Uno scolaro faceva le divisioni:
“Il tre nel tredici sta quattro volte con l’avanzo di uno.
Scrivo quattro al quoto. Tre per quattro dodici, al tredici uno. Abbasso il nove…”
“Ah no,” gridò a questo punto il nove.
“Come?” domandò lo scolaro.
“Tu ce l’hai con me: perché hai gridato «abbasso il nove?» Che cosa ti ho fatto di male? Sono forse un nemico pubblico?”
“Ma io…”
“Ah lo immaginavo bene, avrai la scusa pronta. Ma a me non mi va giù
lo stesso. Grida «abbasso il brodo di dadi», «abbasso lo sceriffo», e magari anche
«abbasso l’aria fritta», ma perché proprio «abbasso il nove»?”
“Scusi. ma veramente…”
“Non interrompere, è cattiva educazione. Sono una semplice cifra, e qualsiasi numero di due cifre mi può mangiare il risotto in testa, ma anch’io ho la mia dignità e voglio essere rispettato.
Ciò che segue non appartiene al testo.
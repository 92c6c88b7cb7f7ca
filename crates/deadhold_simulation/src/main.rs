//! Headless симуляция DEADHOLD
//!
//! Запускает store без рендера: игрок стоит в центре, зомби идут волнами.
//! Использование: `deadhold_simulation [seed] [config.json]`

use std::time::Duration;

use deadhold_simulation::{log_error, GamePhase, SimCommand, SimulationConfig, SimulationStore};

const FRAME: Duration = Duration::from_micros(16_667);
const MAX_TICKS: u64 = 60 * 60 * 10;

fn main() {
    let mut args = std::env::args().skip(1);
    let seed = args.next().and_then(|arg| arg.parse::<u64>().ok());

    let mut config = match args.next() {
        Some(path) => match SimulationConfig::from_path(&path) {
            Ok(config) => config,
            Err(err) => {
                log_error(&format!("config {}: {}", path, err));
                std::process::exit(1);
            }
        },
        None => SimulationConfig::default(),
    };
    if let Some(seed) = seed {
        config.seed = seed;
    }

    println!("Starting DEADHOLD headless simulation (seed: {})", config.seed);

    let mut store = SimulationStore::new(config);
    if let Err(reason) = store.apply(SimCommand::StartGame) {
        log_error(&format!("start rejected: {}", reason));
        std::process::exit(1);
    }

    let mut last_round = 0;
    for tick in 0..MAX_TICKS {
        store.tick(FRAME);
        store.drain_presentation();

        let round = store.round_state().round;
        if round != last_round {
            last_round = round;
            println!("Tick {}: {} ({} ms)", tick, store.round_message(), store.now_ms());
        }

        if tick % 600 == 0 {
            println!(
                "Tick {}: {} zombies, player hp {}",
                tick,
                store.zombies().len(),
                store.player().health.current
            );
        }

        if store.phase() == GamePhase::GameOver {
            break;
        }
    }

    store.wait_for_announcements(Duration::from_secs(1));
    if let Some(message) = store.game_over_message() {
        println!("{}", message);
    }

    match store.snapshot().to_json() {
        Ok(json) => println!("{}", json),
        Err(err) => log_error(&format!("snapshot: {}", err)),
    }

    println!("Simulation complete!");
}
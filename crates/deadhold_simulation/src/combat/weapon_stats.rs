//! Таблица оружия
//!
//! Статы неизменны в рантайме: один `WeaponStats` на `WeaponKind`.
//! Состояние (патроны, перезарядка, cooldown'ы) живёт в `Armory`.

use serde::{Deserialize, Serialize};

#[derive(Debug, Clone, Copy, PartialEq, Eq, PartialOrd, Ord, Hash, Serialize, Deserialize)]
pub enum WeaponKind {
    Pistol,
    Rifle,
    Shotgun,
    Smg,
    Sniper,
    Pump,
}

/// Weapon stats (только чтение)
#[derive(Debug, Clone, Copy, PartialEq)]
pub struct WeaponStats {
    /// Отображаемое имя
    pub name: &'static str,

    /// Урон за попадание (до headshot/tank модификаторов)
    pub damage: f32,

    /// Минимальный интервал между выстрелами (мс)
    pub fire_rate_ms: u64,

    pub mag_size: u32,

    pub reload_time_ms: u64,

    /// Дальность (метры). Попадание дальше = промах
    pub range: f32,

    /// Цена на wall-buy (0 = стартовое)
    pub price: u32,

    /// Запас патронов в начале сессии
    pub starting_reserve: u32,
}

const PISTOL: WeaponStats = WeaponStats {
    name: "M1911",
    damage: 25.0,
    fire_rate_ms: 200,
    mag_size: 8,
    reload_time_ms: 1500,
    range: 50.0,
    price: 0,
    starting_reserve: 32,
};

const RIFLE: WeaponStats = WeaponStats {
    name: "AK-47",
    damage: 40.0,
    fire_rate_ms: 100,
    mag_size: 30,
    reload_time_ms: 2500,
    range: 100.0,
    price: 1200,
    starting_reserve: 120,
};

const SHOTGUN: WeaponStats = WeaponStats {
    name: "Olympia",
    damage: 100.0,
    fire_rate_ms: 800,
    mag_size: 2,
    reload_time_ms: 3000,
    range: 15.0,
    price: 500,
    starting_reserve: 20,
};

const SMG: WeaponStats = WeaponStats {
    name: "MP5",
    damage: 22.0,
    fire_rate_ms: 75,
    mag_size: 40,
    reload_time_ms: 2000,
    range: 40.0,
    price: 1000,
    starting_reserve: 200,
};

const SNIPER: WeaponStats = WeaponStats {
    name: "L96A1",
    damage: 300.0,
    fire_rate_ms: 1200,
    mag_size: 5,
    reload_time_ms: 3500,
    range: 200.0,
    price: 2500,
    starting_reserve: 30,
};

const PUMP: WeaponStats = WeaponStats {
    name: "Remington 870",
    damage: 150.0,
    fire_rate_ms: 900,
    mag_size: 6,
    reload_time_ms: 4000,
    range: 20.0,
    price: 1500,
    starting_reserve: 48,
};

impl WeaponKind {
    pub const ALL: [WeaponKind; 6] = [
        WeaponKind::Pistol,
        WeaponKind::Rifle,
        WeaponKind::Shotgun,
        WeaponKind::Smg,
        WeaponKind::Sniper,
        WeaponKind::Pump,
    ];

    pub fn stats(self) -> &'static WeaponStats {
        match self {
            WeaponKind::Pistol => &PISTOL,
            WeaponKind::Rifle => &RIFLE,
            WeaponKind::Shotgun => &SHOTGUN,
            WeaponKind::Smg => &SMG,
            WeaponKind::Sniper => &SNIPER,
            WeaponKind::Pump => &PUMP,
        }
    }

    /// Индекс в массивах per-weapon состояния
    pub(crate) fn index(self) -> usize {
        self as usize
    }
}
//! Геометрия уровня (бункер): стены как AABB на плоскости XZ

use bevy::prelude::*;

/// Стена/проп: центр (x, z) и размер (width по X, depth по Z)
#[derive(Debug, Clone, Copy, PartialEq)]
pub struct Wall {
    pub x: f32,
    pub z: f32,
    pub width: f32,
    pub depth: f32,
}

impl Wall {
    pub const fn new(x: f32, z: f32, width: f32, depth: f32) -> Self {
        Self { x, z, width, depth }
    }

    /// Строгое пересечение с квадратом игрока (касание не считается)
    pub fn overlaps(&self, center: Vec3, half_extent: f32) -> bool {
        let (min_x, max_x) = (self.x - self.width / 2.0, self.x + self.width / 2.0);
        let (min_z, max_z) = (self.z - self.depth / 2.0, self.z + self.depth / 2.0);

        center.x + half_extent > min_x
            && center.x - half_extent < max_x
            && center.z + half_extent > min_z
            && center.z - half_extent < max_z
    }
}

const BUNKER_WALLS: [Wall; 18] = [
    // Main hall
    Wall::new(0.0, -15.0, 20.0, 1.0),
    Wall::new(0.0, 15.0, 20.0, 1.0),
    Wall::new(-10.0, -10.0, 1.0, 10.0),
    Wall::new(-10.0, 10.0, 1.0, 10.0),
    Wall::new(10.0, -10.0, 1.0, 10.0),
    Wall::new(10.0, 10.0, 1.0, 10.0),
    // West room (generator)
    Wall::new(-25.0, 0.0, 1.0, 15.0),
    Wall::new(-17.5, -7.5, 15.0, 1.0),
    Wall::new(-17.5, 7.5, 15.0, 1.0),
    // East room (lab)
    Wall::new(25.0, 0.0, 1.0, 15.0),
    Wall::new(17.5, -7.5, 15.0, 1.0),
    Wall::new(17.5, 7.5, 15.0, 1.0),
    // Pillars
    Wall::new(-5.0, -5.0, 1.0, 1.0),
    Wall::new(5.0, -5.0, 1.0, 1.0),
    Wall::new(-5.0, 5.0, 1.0, 1.0),
    Wall::new(5.0, 5.0, 1.0, 1.0),
    // Props
    Wall::new(-20.0, -5.0, 2.5, 2.5),
    Wall::new(20.0, -5.0, 6.0, 2.0),
];

#[derive(Resource, Debug, Clone, PartialEq)]
pub struct LevelGeometry {
    pub walls: Vec<Wall>,
}

impl Default for LevelGeometry {
    fn default() -> Self {
        Self {
            walls: BUNKER_WALLS.to_vec(),
        }
    }
}

impl LevelGeometry {
    /// Пустой уровень без стен (тесты)
    pub fn open() -> Self {
        Self { walls: Vec::new() }
    }

    pub fn blocks(&self, position: Vec3, half_extent: f32) -> bool {
        self.walls.iter().any(|wall| wall.overlaps(position, half_extent))
    }

    /// Горизонтальный шаг со скольжением вдоль стен
    ///
    /// Полный шаг заблокирован → только X; иначе только Z; иначе стоим.
    /// Y не трогается.
    pub fn slide(&self, from: Vec3, step: Vec3, half_extent: f32) -> Vec3 {
        let full = Vec3::new(from.x + step.x, from.y, from.z + step.z);
        if !self.blocks(full, half_extent) {
            return full;
        }

        let x_only = Vec3::new(from.x + step.x, from.y, from.z);
        if !self.blocks(x_only, half_extent) {
            return x_only;
        }

        let z_only = Vec3::new(from.x, from.y, from.z + step.z);
        if !self.blocks(z_only, half_extent) {
            return z_only;
        }

        from
    }
}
Prima di tutto dai bambini che hanno ancora il moccio al naso. Insomma, abbassa il tuo naso, abbassa gli avvolgibili, ma lasciami stare.”
Confuso e, intimidito, lo scolaro non abbassò il nove, sbagliò la divisione e si prese un brutto voto. Eh, qualche volta non è proprio il caso di essere troppo delicati.